Video Premiere: Perfecto’s “The Labrador” Backstory

The backstory behind the unfinished novel that inadvertently inspired Serengeti & Anders Holms' Perfecto album.
By    December 8, 2015

Maybe you missed the Perfecto album. I spent last summer obliterating the Chicago media softball league with Kenny Dennis and still didn’t realize the self-titled hip-house spawn of Snap and Technotronic had ever seen release. It should be on our year-end lists but it isn’t. We aren’t afraid of losing ourselves to the rhythm, but we are afraid of oversight. This is one of those instances.

Mike Eagle once told me that Serengeti is the platonic art-rap ideal. He didn’t use those exact words because Mike is less pretentious than I, but the point still stands. Who else on earth could create a character like Kenny Dennis and then pursue the muse through paeans to rib tips and Steve Bartman, to ersatz 90s boom-bap concept records to an absurd florescent synth-rap opus done with Ders from Workaholics? Kenny Dennis is to Chicago as Faulkner is to Yoknapatawpha County.

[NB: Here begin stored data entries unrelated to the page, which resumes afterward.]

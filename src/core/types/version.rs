//! Version identifiers and immutable content snapshots.
//!
//! A [`VersionId`] names one snapshot of a resource and doubles as the HTTP
//! entity tag. It is derived deterministically from the content (a SHA-256
//! digest by default) or from a per-resource sequence counter.
//!
//! In HTTP headers, ids travel as quoted strings:
//!
//! ```text
//! ETag: "3f0a9c..."
//! If-None-Match: "3f0a9c...", "77be10..."
//! Delta-Base: "3f0a9c..."
//! ```
//!
//! # Examples
//!
//! ```
//! use delta_cache::VersionId;
//!
//! let id = VersionId::new("abc123");
//! assert_eq!(id.to_etag(), "\"abc123\"");
//! assert_eq!(VersionId::from_etag("W/\"abc123\""), Some(id));
//! ```

use sha2::{Digest, Sha256};
use std::fmt;
use std::sync::Arc;
use std::time::Instant;

/// Identifier of a stored version, used as the entity tag.
#[derive(Clone, Debug, PartialEq, Eq, Hash, PartialOrd, Ord, serde::Serialize, serde::Deserialize)]
#[serde(transparent)]
pub struct VersionId(String);

impl VersionId {
    /// Create an id from any string-like value.
    #[inline]
    #[must_use]
    pub fn new(s: impl Into<String>) -> Self {
        VersionId(s.into())
    }

    /// Content-derived id: lowercase hex SHA-256 of the text.
    ///
    /// ```
    /// use delta_cache::VersionId;
    ///
    /// let a = VersionId::for_content("body 1");
    /// assert_eq!(a, VersionId::for_content("body 1"));
    /// assert_ne!(a, VersionId::for_content("body 2"));
    /// assert_eq!(a.as_str().len(), 64);
    /// ```
    #[must_use]
    pub fn for_content(content: &str) -> Self {
        let digest = Sha256::digest(content.as_bytes());
        VersionId(format!("{:x}", digest))
    }

    /// Sequence-derived id, scoped to a single resource.
    #[inline]
    #[must_use]
    pub fn sequence(n: u64) -> Self {
        VersionId(n.to_string())
    }

    #[inline]
    #[must_use]
    pub fn as_str(&self) -> &str {
        &self.0
    }

    /// Format as a strong entity tag (`"id"`).
    #[must_use]
    pub fn to_etag(&self) -> String {
        format!("\"{}\"", self.0)
    }

    /// Parse a single entity tag.
    ///
    /// Accepts strong (`"id"`) and weak (`W/"id"`) tags and, leniently, bare
    /// tokens. Returns `None` for the wildcard `*` and for empty input.
    ///
    /// ```
    /// use delta_cache::VersionId;
    ///
    /// assert_eq!(VersionId::from_etag(" \"v1\" "), Some(VersionId::new("v1")));
    /// assert_eq!(VersionId::from_etag("v1"), Some(VersionId::new("v1")));
    /// assert_eq!(VersionId::from_etag("*"), None);
    /// assert_eq!(VersionId::from_etag("\"\""), None);
    /// ```
    #[must_use]
    pub fn from_etag(tag: &str) -> Option<Self> {
        let tag = tag.trim();
        let tag = tag.strip_prefix("W/").unwrap_or(tag);
        if tag == "*" {
            return None;
        }
        let inner = tag
            .strip_prefix('"')
            .and_then(|t| t.strip_suffix('"'))
            .unwrap_or(tag);
        if inner.is_empty() {
            None
        } else {
            Some(VersionId(inner.to_string()))
        }
    }
}

impl fmt::Display for VersionId {
    fn fmt(&self, f: &mut fmt::Formatter<'_>) -> fmt::Result {
        f.write_str(&self.0)
    }
}

impl From<&str> for VersionId {
    fn from(s: &str) -> Self {
        VersionId::new(s)
    }
}

impl From<String> for VersionId {
    fn from(s: String) -> Self {
        VersionId(s)
    }
}

impl AsRef<str> for VersionId {
    fn as_ref(&self) -> &str {
        &self.0
    }
}

/// An immutable snapshot of a resource's textual content.
///
/// Cloning is cheap: the content is shared behind an `Arc`.
#[derive(Clone, Debug)]
pub struct Version {
    pub id: VersionId,
    pub content: Arc<str>,
    /// When this snapshot was recorded (or last re-recorded).
    pub created_at: Instant,
}

impl Version {
    #[must_use]
    pub fn new(id: VersionId, content: impl Into<Arc<str>>) -> Self {
        Self {
            id,
            content: content.into(),
            created_at: Instant::now(),
        }
    }

    #[inline]
    #[must_use]
    pub fn content(&self) -> &str {
        &self.content
    }
}

impl PartialEq for Version {
    fn eq(&self, other: &Self) -> bool {
        self.id == other.id && self.content == other.content
    }
}

impl Eq for Version {}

He’s the closest thing hip-hop has to Christopher Guest, but with far more heart.

We’re premiering a few sketches today to help you understand the backstory of the Perfecto album. The first finds the album’s fictional producer, DJ Rafal explaining how he went from systems engineer at a carton factory to being the best producer since AB Logic. It chronicles the nine years he spent writing a 9,000+ page book at his day job. The time he put his beats up on Craigslist and how they were discovered by Kenny, who immediately shared them with Ders. The two started rapping and never stopped.

I’d tell you more about trials and travails of their mall tour, but if you don’t know, then you should probably purchase Perfecto. Ask yourself, what would Ya Kid K do?